• ABOUT THIS EXERCISE
Your answer should consist of the lines in the following data that contain "enum".

[Start of Attachment]

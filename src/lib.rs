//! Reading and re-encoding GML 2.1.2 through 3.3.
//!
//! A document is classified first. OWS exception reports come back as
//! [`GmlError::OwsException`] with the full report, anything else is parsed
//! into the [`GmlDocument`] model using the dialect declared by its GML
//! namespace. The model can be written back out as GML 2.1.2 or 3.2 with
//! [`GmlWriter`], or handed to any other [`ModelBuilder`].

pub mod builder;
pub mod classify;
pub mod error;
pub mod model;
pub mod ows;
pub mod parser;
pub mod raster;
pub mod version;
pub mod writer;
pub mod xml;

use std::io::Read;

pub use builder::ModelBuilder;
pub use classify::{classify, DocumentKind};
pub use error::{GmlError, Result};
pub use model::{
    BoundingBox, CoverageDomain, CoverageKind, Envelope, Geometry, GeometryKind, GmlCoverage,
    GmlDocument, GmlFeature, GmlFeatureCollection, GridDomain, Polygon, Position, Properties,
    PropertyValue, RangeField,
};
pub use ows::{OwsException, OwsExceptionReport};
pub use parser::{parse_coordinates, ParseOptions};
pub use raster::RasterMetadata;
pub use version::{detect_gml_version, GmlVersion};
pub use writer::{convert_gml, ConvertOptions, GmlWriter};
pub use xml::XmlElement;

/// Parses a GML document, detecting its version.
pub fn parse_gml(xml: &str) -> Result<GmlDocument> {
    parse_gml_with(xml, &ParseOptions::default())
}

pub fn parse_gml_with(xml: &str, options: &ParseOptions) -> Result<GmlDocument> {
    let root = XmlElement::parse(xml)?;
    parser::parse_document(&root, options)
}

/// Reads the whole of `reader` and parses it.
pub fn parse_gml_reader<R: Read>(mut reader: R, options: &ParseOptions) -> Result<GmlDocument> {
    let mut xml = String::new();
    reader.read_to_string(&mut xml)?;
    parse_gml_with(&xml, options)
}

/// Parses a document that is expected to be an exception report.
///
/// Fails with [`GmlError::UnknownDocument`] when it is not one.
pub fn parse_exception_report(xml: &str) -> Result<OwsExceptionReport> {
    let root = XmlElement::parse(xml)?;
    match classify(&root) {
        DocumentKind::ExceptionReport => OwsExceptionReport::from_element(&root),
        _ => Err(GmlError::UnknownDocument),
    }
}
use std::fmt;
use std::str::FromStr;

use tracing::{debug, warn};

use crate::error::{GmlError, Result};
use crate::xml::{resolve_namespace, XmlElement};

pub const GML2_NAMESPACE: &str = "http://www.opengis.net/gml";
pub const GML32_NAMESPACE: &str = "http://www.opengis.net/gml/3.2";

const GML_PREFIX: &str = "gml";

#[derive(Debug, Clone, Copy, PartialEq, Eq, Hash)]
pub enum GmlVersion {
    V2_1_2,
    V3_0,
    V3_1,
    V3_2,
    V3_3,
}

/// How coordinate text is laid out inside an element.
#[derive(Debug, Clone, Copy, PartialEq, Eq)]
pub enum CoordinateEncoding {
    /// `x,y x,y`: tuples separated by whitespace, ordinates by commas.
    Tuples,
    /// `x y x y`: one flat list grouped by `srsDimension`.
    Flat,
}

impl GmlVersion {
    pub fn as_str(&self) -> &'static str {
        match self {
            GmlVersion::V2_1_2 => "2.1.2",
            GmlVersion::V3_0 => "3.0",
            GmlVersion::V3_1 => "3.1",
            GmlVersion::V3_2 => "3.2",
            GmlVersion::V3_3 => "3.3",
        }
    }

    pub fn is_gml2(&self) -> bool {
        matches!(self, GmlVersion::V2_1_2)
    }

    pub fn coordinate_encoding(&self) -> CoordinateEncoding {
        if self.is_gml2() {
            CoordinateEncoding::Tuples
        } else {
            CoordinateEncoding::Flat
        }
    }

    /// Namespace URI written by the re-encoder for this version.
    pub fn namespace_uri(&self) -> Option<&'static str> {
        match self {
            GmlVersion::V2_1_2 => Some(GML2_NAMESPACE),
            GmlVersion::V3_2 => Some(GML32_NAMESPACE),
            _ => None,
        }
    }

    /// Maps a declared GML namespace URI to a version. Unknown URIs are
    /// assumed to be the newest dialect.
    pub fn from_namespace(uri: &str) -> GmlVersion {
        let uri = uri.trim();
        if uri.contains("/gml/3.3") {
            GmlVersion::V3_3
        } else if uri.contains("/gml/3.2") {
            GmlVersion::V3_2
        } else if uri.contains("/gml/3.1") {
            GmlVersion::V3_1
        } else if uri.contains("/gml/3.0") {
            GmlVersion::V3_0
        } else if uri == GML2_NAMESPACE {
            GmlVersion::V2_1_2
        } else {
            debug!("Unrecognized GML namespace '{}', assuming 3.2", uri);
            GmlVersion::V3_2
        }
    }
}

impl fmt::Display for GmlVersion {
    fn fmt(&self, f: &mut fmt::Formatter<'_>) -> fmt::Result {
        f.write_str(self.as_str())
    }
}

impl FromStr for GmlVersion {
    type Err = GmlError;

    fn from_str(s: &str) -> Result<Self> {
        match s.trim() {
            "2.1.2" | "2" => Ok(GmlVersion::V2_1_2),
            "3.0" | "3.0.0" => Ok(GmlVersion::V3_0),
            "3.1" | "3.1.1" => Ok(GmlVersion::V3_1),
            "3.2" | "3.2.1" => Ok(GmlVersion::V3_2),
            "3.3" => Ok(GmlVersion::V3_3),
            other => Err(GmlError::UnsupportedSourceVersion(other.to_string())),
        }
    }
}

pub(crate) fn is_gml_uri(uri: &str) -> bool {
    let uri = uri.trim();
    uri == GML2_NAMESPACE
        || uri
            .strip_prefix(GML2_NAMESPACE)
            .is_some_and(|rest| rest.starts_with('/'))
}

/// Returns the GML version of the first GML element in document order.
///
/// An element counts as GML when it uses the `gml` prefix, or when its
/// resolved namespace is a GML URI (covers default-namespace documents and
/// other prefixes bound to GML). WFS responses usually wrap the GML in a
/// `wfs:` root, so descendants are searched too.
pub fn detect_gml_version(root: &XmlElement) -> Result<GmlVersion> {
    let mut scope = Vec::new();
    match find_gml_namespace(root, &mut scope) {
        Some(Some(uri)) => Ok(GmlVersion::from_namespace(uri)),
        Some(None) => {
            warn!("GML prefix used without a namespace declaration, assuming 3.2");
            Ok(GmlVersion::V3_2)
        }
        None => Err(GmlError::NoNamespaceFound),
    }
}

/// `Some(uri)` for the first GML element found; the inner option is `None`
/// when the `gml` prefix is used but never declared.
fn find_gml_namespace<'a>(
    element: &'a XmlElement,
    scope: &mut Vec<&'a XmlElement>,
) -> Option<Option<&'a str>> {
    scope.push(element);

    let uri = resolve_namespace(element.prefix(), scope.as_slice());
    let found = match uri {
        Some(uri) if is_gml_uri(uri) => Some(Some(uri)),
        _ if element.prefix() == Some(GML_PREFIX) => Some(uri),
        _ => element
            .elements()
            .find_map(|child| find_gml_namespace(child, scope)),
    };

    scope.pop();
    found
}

[End of Attachment]

• ANSWER TO THE PROBLEM
pub enum GmlVersion {
pub enum CoordinateEncoding {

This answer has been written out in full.